Molecular regulation of granulocyte macrophage colony-stimulating factor in human lung epithelial cells by interleukin (IL)-1beta, IL-4, and IL-13 involves both transcriptional and post-transcriptional mechanisms.

Interleukin (IL)-1beta stimulates the release of granulocyte macrophage colony-stimulating factor (GM-CSF) from lung epithelial cells. To investigate the molecular mechanisms underlying GM-CSF regulation, we studied GM-CSF production, messenger RNA (mRNA) expression levels, and GM-CSF promoter activity in A549 human alveolar carcinoma cells stimulated with IL-1beta. Coincubation with IL-4 or IL-13 dose-dependently inhibited IL-1beta-induced GM-CSF release.
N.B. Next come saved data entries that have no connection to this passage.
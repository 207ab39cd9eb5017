use std::path::PathBuf;
use std::sync::Arc;

use chrono::Utc;
use steam_client::SteamClient;
use tracing::info;
use typed_builder::TypedBuilder;

use crate::assembler::{assemble, output_file_name};
use crate::config::Config;
use crate::error::Result;
use crate::filter::{parse_optional_filter, DateWindow};
use crate::metadata::MetadataLookup;
use crate::normalizer::ReviewNormalizer;
use crate::pagination::PaginationEngine;
use crate::traits::{ReviewSource, StorePageSource};
use crate::types::{AppId, Metadata, NormalizedReview};

pub const DEFAULT_NUM_REVIEWS: i64 = 5000;

/// Parameters for one crawl.
#[derive(Debug, Clone, PartialEq, Eq, TypedBuilder)]
pub struct CrawlRequest {
    /// Raw app id; `None` keeps the crawler's current app.
    #[builder(default, setter(strip_option))]
    pub app_id: Option<i64>,
    #[builder(default = DEFAULT_NUM_REVIEWS)]
    pub num_reviews: i64,
    /// `YYYY-MM-DD`; an unparseable value is ignored with a warning.
    #[builder(default, setter(strip_option, into))]
    pub filter_from: Option<String>,
    #[builder(default, setter(strip_option, into))]
    pub filter_to: Option<String>,
    /// Write the result to the output directory.
    #[builder(default = true)]
    pub persist: bool,
}

#[derive(Debug, Clone)]
pub struct CrawlOutput {
    pub app_id: AppId,
    pub metadata: Metadata,
    pub reviews: Vec<NormalizedReview>,
    pub written: Option<PathBuf>,
}

/// Crawls reviews for one app at a time.
///
/// Holds the current app id and its metadata, so one instance must not be
/// shared between concurrent crawls; `crawl` takes `&mut self` for that reason.
pub struct Crawler {
    reviews: Arc<dyn ReviewSource>,
    lookup: MetadataLookup,
    normalizer: ReviewNormalizer,
    out_dir: PathBuf,
    app_id: AppId,
}

impl Crawler {
    pub fn new(
        reviews: Arc<dyn ReviewSource>,
        pages: Arc<dyn StorePageSource>,
        out_dir: impl Into<PathBuf>,
    ) -> Self {
        Self {
            reviews,
            lookup: MetadataLookup::new(pages),
            normalizer: ReviewNormalizer::steam(),
            out_dir: out_dir.into(),
            app_id: AppId::default(),
        }
    }

    /// Production crawler talking to the Steam store.
    pub fn from_config(config: &Config) -> Result<Self> {
        let client = Arc::new(SteamClient::new(&config.store_url, config.request_timeout)?);
        Ok(Self::new(client.clone(), client, config.out_dir.clone()))
    }

    pub fn app_id(&self) -> AppId {
        self.app_id
    }

    pub fn metadata(&self) -> Option<&Metadata> {
        self.lookup.current()
    }

    pub async fn crawl(&mut self, request: CrawlRequest) -> Result<CrawlOutput> {
        let app_id = match request.app_id {
            Some(raw) => AppId::new(raw)?,
            None => self.app_id,
        };

        let metadata = match self.lookup.current().filter(|m| m.app_id == app_id) {
            Some(current) => current.clone(),
            None => self.lookup.set_identifier(app_id).await?.clone(),
        };
        self.app_id = app_id;

        let from = parse_optional_filter(request.filter_from.as_deref());
        let to = parse_optional_filter(request.filter_to.as_deref());
        let window = DateWindow::resolve(from, to, Utc::now().date_naive());

        info!(
            app_id = app_id.get(),
            num_reviews = request.num_reviews,
            ?window,
            persist = request.persist,
            "Starting review crawl"
        );

        let engine = PaginationEngine::new(
            self.reviews.as_ref(),
            self.normalizer,
            metadata.clone(),
            window,
        );
        let reviews = engine.run(app_id, request.num_reviews).await?;

        let target = request
            .persist
            .then(|| self.out_dir.join(output_file_name(app_id, from, to)));
        let assembled = assemble(reviews, target.as_deref()).await?;

        info!(
            "{} reviews for {} retrieved successfully.",
            assembled.reviews.len(),
            metadata.game_name.as_deref().unwrap_or("<unknown app>")
        );
        if let Some(path) = &assembled.written {
            info!(path = %path.display(), "Committed review list");
        }

        Ok(CrawlOutput {
            app_id,
            metadata,
            reviews: assembled.reviews,
            written: assembled.written,
        })
    }
}

#[cfg(test)]
mod tests {
    use super::*;

    #[test]
    fn request_defaults() {
        let request = CrawlRequest::builder().build();
        assert_eq!(request.app_id, None);
        assert_eq!(request.num_reviews, 5000);
        assert_eq!(request.filter_from, None);
        assert_eq!(request.filter_to, None);
        assert!(request.persist);
    }

    #[test]
    fn request_setters() {
        let request = CrawlRequest::builder()
            .app_id(397740)
            .num_reviews(10)
            .filter_from("2024-01-01")
            .persist(false)
            .build();
        assert_eq!(request.app_id, Some(397740));
        assert_eq!(request.filter_from.as_deref(), Some("2024-01-01"));
        assert!(!request.persist);
    }
}
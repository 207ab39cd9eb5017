use serde::{Deserialize, Serialize};

/// Cursor value the review API treats as "first page".
pub const FIRST_PAGE_CURSOR: &str = "*";

/// Query string for `GET /appreviews/{app_id}`.
#[derive(Debug, Clone, PartialEq, Eq, Serialize)]
pub struct ReviewQuery {
    pub json: u8,
    pub filters: String,
    pub purchase_type: String,
    pub day_range: u32,
    pub cursor: String,
    pub num_per_page: u32,
}

impl ReviewQuery {
    /// Query for the first page: every review, every purchase type.
    pub fn first_page(day_range: u32, num_per_page: u32) -> Self {
        Self {
            json: 1,
            filters: "all".to_string(),
            purchase_type: "all".to_string(),
            day_range,
            cursor: FIRST_PAGE_CURSOR.to_string(),
            num_per_page,
        }
    }

    /// Same query, positioned at `cursor`.
    pub fn with_cursor(mut self, cursor: impl Into<String>) -> Self {
        self.cursor = cursor.into();
        self
    }
}

/// One page of the review API response.
///
/// Reviews stay as raw JSON so callers can checksum the record exactly as it
/// was received; use [`RawReview`] for the typed view.
#[derive(Debug, Clone, Deserialize)]
pub struct ReviewsPage {
    pub success: i64,
    pub cursor: String,
    #[serde(default)]
    pub reviews: Vec<serde_json::Value>,
    #[serde(default)]
    pub query_summary: Option<QuerySummary>,
}

/// Summary block. Totals are only populated on the first page.
#[derive(Debug, Clone, Default, Deserialize)]
pub struct QuerySummary {
    pub num_reviews: Option<u32>,
    pub review_score_desc: Option<String>,
    pub total_positive: Option<u64>,
    pub total_negative: Option<u64>,
    pub total_reviews: Option<u64>,
}

/// Typed view over a single review record.
#[derive(Debug, Clone, Deserialize)]
pub struct RawReview {
    pub recommendationid: Option<String>,
    pub author: ReviewAuthor,
    pub language: Option<String>,
    pub review: String,
    pub timestamp_created: i64,
    pub voted_up: bool,
    pub votes_up: u64,
    pub votes_funny: u64,
    pub comment_count: u64,
}

#[derive(Debug, Clone, Deserialize)]
pub struct ReviewAuthor {
    pub steamid: Option<String>,
    /// Lifetime playtime in minutes.
    pub playtime_forever: u64,
}
use std::path::PathBuf;

use clap::Parser;

use crate::crawler::{CrawlRequest, DEFAULT_NUM_REVIEWS};

#[derive(Parser, Debug, Clone)]
#[command(name = "steam-reviews", about = "Crawls for Steam reviews from a given app ID.")]
pub struct Cli {
    /// The chosen Steam app ID
    #[arg(allow_negative_numbers = true)]
    pub appid: i64,

    /// Number of reviews to retrieve
    #[arg(long = "num_reviews", default_value_t = DEFAULT_NUM_REVIEWS)]
    pub num_reviews: i64,

    /// Start filtering from this date
    #[arg(long = "filter_from", visible_alias = "from", value_name = "YYYY-MM-DD")]
    pub filter_from: Option<String>,

    /// Filter up to this date
    #[arg(long = "filter_to", visible_alias = "to", value_name = "YYYY-MM-DD")]
    pub filter_to: Option<String>,

    /// Disable JSON file output; print the reviews to stdout instead
    #[arg(long = "no-json")]
    pub no_json: bool,

    /// Directory for the JSON file (overrides STEAM_REVIEWS_OUT_DIR)
    #[arg(long = "out-dir", value_name = "DIR")]
    pub out_dir: Option<PathBuf>,
}

impl Cli {
    pub fn to_request(&self) -> CrawlRequest {
        CrawlRequest {
            app_id: Some(self.appid),
            num_reviews: self.num_reviews,
            filter_from: self.filter_from.clone(),
            filter_to: self.filter_to.clone(),
            persist: !self.no_json,
        }
    }
}

#[cfg(test)]
mod tests {
    use super::*;

    #[test]
    fn defaults() {
        let cli = Cli::try_parse_from(["steam-reviews", "220"]).unwrap();
        let request = cli.to_request();
        assert_eq!(request.app_id, Some(220));
        assert_eq!(request.num_reviews, 5000);
        assert!(request.persist);
        assert!(cli.out_dir.is_none());
    }

    #[test]
    fn long_and_short_filter_names() {
        let long = Cli::try_parse_from([
            "steam-reviews",
            "220",
            "--filter_from",
            "2024-01-01",
            "--filter_to",
            "2024-02-01",
        ])
        .unwrap();
        let short = Cli::try_parse_from([
            "steam-reviews",
            "220",
            "--from",
            "2024-01-01",
            "--to",
            "2024-02-01",
        ])
        .unwrap();
        assert_eq!(long.to_request(), short.to_request());
        assert_eq!(short.filter_from.as_deref(), Some("2024-01-01"));
        assert_eq!(short.filter_to.as_deref(), Some("2024-02-01"));
    }

    #[test]
    fn no_json_disables_persistence() {
        let cli = Cli::try_parse_from(["steam-reviews", "220", "--no-json", "--num_reviews", "30"])
            .unwrap();
        let request = cli.to_request();
        assert!(!request.persist);
        assert_eq!(request.num_reviews, 30);
    }

    #[test]
    fn negative_app_id_reaches_validation() {
        let cli = Cli::try_parse_from(["steam-reviews", "-4"]).unwrap();
        assert_eq!(cli.appid, -4);
    }

    #[test]
    fn non_numeric_app_id_is_rejected() {
        assert!(Cli::try_parse_from(["steam-reviews", "portal"]).is_err());
    }
}
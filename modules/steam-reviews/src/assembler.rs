use std::path::{Path, PathBuf};

use chrono::NaiveDate;

use crate::error::Result;
use crate::output;
use crate::types::{AppId, NormalizedReview};

/// Sorted reviews plus the file they were written to, if any.
#[derive(Debug, Clone)]
pub struct Assembled {
    pub reviews: Vec<NormalizedReview>,
    pub written: Option<PathBuf>,
}

/// Order by date, then numeric id. Stable, so exact ties keep arrival order.
pub fn sort_reviews(reviews: &mut [NormalizedReview]) {
    reviews.sort_by(|a, b| (a.date, a.id).cmp(&(b.date, b.id)));
}

/// `{app_id}_reviews[_from_YYYYMMDD][_to_YYYYMMDD].json`
///
/// Only the bounds the caller actually supplied appear in the name.
pub fn output_file_name(app_id: AppId, from: Option<NaiveDate>, to: Option<NaiveDate>) -> String {
    let mut name = format!("{app_id}_reviews");
    if let Some(from) = from {
        name.push_str(&format!("_from_{}", from.format("%Y%m%d")));
    }
    if let Some(to) = to {
        name.push_str(&format!("_to_{}", to.format("%Y%m%d")));
    }
    name.push_str(".json");
    name
}

/// Sort, and write the full sequence to `target` when one is given.
pub async fn assemble(mut reviews: Vec<NormalizedReview>, target: Option<&Path>) -> Result<Assembled> {
    sort_reviews(&mut reviews);

    let written = match target {
        Some(path) => {
            output::write_reviews(path, &reviews).await?;
            Some(path.to_path_buf())
        }
        None => None,
    };

    Ok(Assembled { reviews, written })
}
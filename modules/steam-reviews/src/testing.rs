// Test mocks for the crawl pipeline.
//
// Two mocks matching the two network seams:
// - MockReviewSource (ReviewSource) — scripted pages served in order, every query recorded
// - MockStorePage (StorePageSource) — HashMap-based app id → HTML, fetches counted
//
// Plus builders for raw review JSON.

use std::collections::{HashMap, VecDeque};
use std::sync::Mutex;

use async_trait::async_trait;
use serde_json::{json, Value};
use steam_client::{ReviewQuery, ReviewsPage, SteamError};

use crate::traits::{ReviewSource, StorePageSource};
use crate::types::AppId;

// ---------------------------------------------------------------------------
// Raw review builders
// ---------------------------------------------------------------------------

/// A well-formed raw review as the API returns it.
pub fn raw_review(author: &str, timestamp: i64, content: &str) -> Value {
    json!({
        "recommendationid": format!("{author}-{timestamp}"),
        "author": {
            "steamid": author,
            "num_games_owned": 12,
            "num_reviews": 3,
            "playtime_forever": 600,
            "last_played": timestamp
        },
        "language": "english",
        "review": content,
        "timestamp_created": timestamp,
        "timestamp_updated": timestamp,
        "voted_up": true,
        "votes_up": 0,
        "votes_funny": 0,
        "weighted_vote_score": "0.5",
        "comment_count": 0,
        "steam_purchase": true,
        "received_for_free": false,
        "written_during_early_access": false
    })
}

/// `count` distinct reviews, one per day going back from `newest`.
pub fn review_batch(tag: &str, newest: i64, count: usize) -> Vec<Value> {
    (0..count)
        .map(|i| {
            raw_review(
                &format!("{tag}-author-{i}"),
                newest - (i as i64) * 86_400,
                &format!("{tag} review {i}"),
            )
        })
        .collect()
}

// ---------------------------------------------------------------------------
// MockReviewSource
// ---------------------------------------------------------------------------

enum Scripted {
    Page(Vec<Value>),
    Fail(String),
}

/// Serves scripted pages in order and records every query it receives.
/// Returns a network error once the script runs out.
pub struct MockReviewSource {
    script: Mutex<VecDeque<Scripted>>,
    queries: Mutex<Vec<(AppId, ReviewQuery)>>,
}

impl MockReviewSource {
    pub fn new() -> Self {
        Self {
            script: Mutex::new(VecDeque::new()),
            queries: Mutex::new(Vec::new()),
        }
    }

    pub fn with_page(self, reviews: Vec<Value>) -> Self {
        self.script
            .lock()
            .unwrap()
            .push_back(Scripted::Page(reviews));
        self
    }

    /// Queue `pages` full pages of 100 distinct reviews each.
    pub fn with_full_pages(mut self, pages: usize) -> Self {
        for p in 0..pages {
            self = self.with_page(review_batch(&format!("page{p}"), 1_700_000_000, 100));
        }
        self
    }

    pub fn with_failure(self, message: &str) -> Self {
        self.script
            .lock()
            .unwrap()
            .push_back(Scripted::Fail(message.to_string()));
        self
    }

    pub fn fetch_count(&self) -> usize {
        self.queries.lock().unwrap().len()
    }

    pub fn queries(&self) -> Vec<(AppId, ReviewQuery)> {
        self.queries.lock().unwrap().clone()
    }
}

impl Default for MockReviewSource {
    fn default() -> Self {
        Self::new()
    }
}

#[async_trait]
impl ReviewSource for MockReviewSource {
    async fn fetch_page(&self, app_id: AppId, query: &ReviewQuery) -> steam_client::Result<ReviewsPage> {
        let served = {
            let mut queries = self.queries.lock().unwrap();
            queries.push((app_id, query.clone()));
            queries.len()
        };

        match self.script.lock().unwrap().pop_front() {
            Some(Scripted::Page(reviews)) => Ok(ReviewsPage {
                success: 1,
                cursor: format!("cursor-{served}"),
                reviews,
                query_summary: None,
            }),
            Some(Scripted::Fail(message)) => Err(SteamError::network(message)),
            None => Err(SteamError::network(format!("no page scripted for request {served}"))),
        }
    }
}

// ---------------------------------------------------------------------------
// MockStorePage
// ---------------------------------------------------------------------------

/// HashMap-based store page source. Returns `Err` for unregistered apps.
pub struct MockStorePage {
    pages: HashMap<u32, String>,
    fetches: Mutex<HashMap<u32, usize>>,
}

impl MockStorePage {
    pub fn new() -> Self {
        Self {
            pages: HashMap::new(),
            fetches: Mutex::new(HashMap::new()),
        }
    }

    pub fn on_app(mut self, app_id: u32, html: &str) -> Self {
        self.pages.insert(app_id, html.to_string());
        self
    }

    /// Register a page carrying the given name and franchise banner.
    pub fn on_app_named(self, app_id: u32, name: &str, franchise: Option<&str>) -> Self {
        let franchise_block = franchise
            .map(|f| {
                format!(r#"<div class="franchise_name"><a>Check out the entire {f} Franchise on Steam</a></div>"#)
            })
            .unwrap_or_default();
        let html = format!(
            r#"<html><body><div class="apphub_AppName">{name}</div>{franchise_block}</body></html>"#
        );
        self.on_app(app_id, &html)
    }

    pub fn fetch_count(&self, app_id: AppId) -> usize {
        self.fetches
            .lock()
            .unwrap()
            .get(&app_id.get())
            .copied()
            .unwrap_or(0)
    }
}

impl Default for MockStorePage {
    fn default() -> Self {
        Self::new()
    }
}

#[async_trait]
impl StorePageSource for MockStorePage {
    async fn fetch_store_page(&self, app_id: AppId) -> steam_client::Result<String> {
        *self.fetches.lock().unwrap().entry(app_id.get()).or_insert(0) += 1;
        self.pages
            .get(&app_id.get())
            .cloned()
            .ok_or_else(|| SteamError::Api {
                status: 404,
                message: format!("no store page registered for app {app_id}"),
            })
    }
}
Time-course studies of intracellular and extracellular protein release and mRNA expression indicated tight coupling of protein and mRNA synthesis within 6 h after stimulation. IL-4 and IL-13 both inhibited expression of GM-CSF mRNA and protein by 2 h after stimulation. Stable transfection of A549 cells, with GM-CSF promoter/ enhancer constructs containing up to 3.3 kb upstream of the transcription start site, revealed maximal activation by IL-1beta and phorbol 12-myristate 13-acetate (PMA) with a reporter containing the proximal promoter (-627 to +35). This excludes sequences further upstream from a major regulatory role in GM-CSF promoter activation by IL-1beta or PMA in these cells. IL-4 and IL-13 downregulated promoter activation but had no effect on GM-CSF mRNA half-life. However, IL-1beta activation of all constructs was far less pronounced than in Jurkat T cells, suggesting a requirement for additional mechanisms, possibly post-transcriptional, to potentiate the observed transcriptional induction.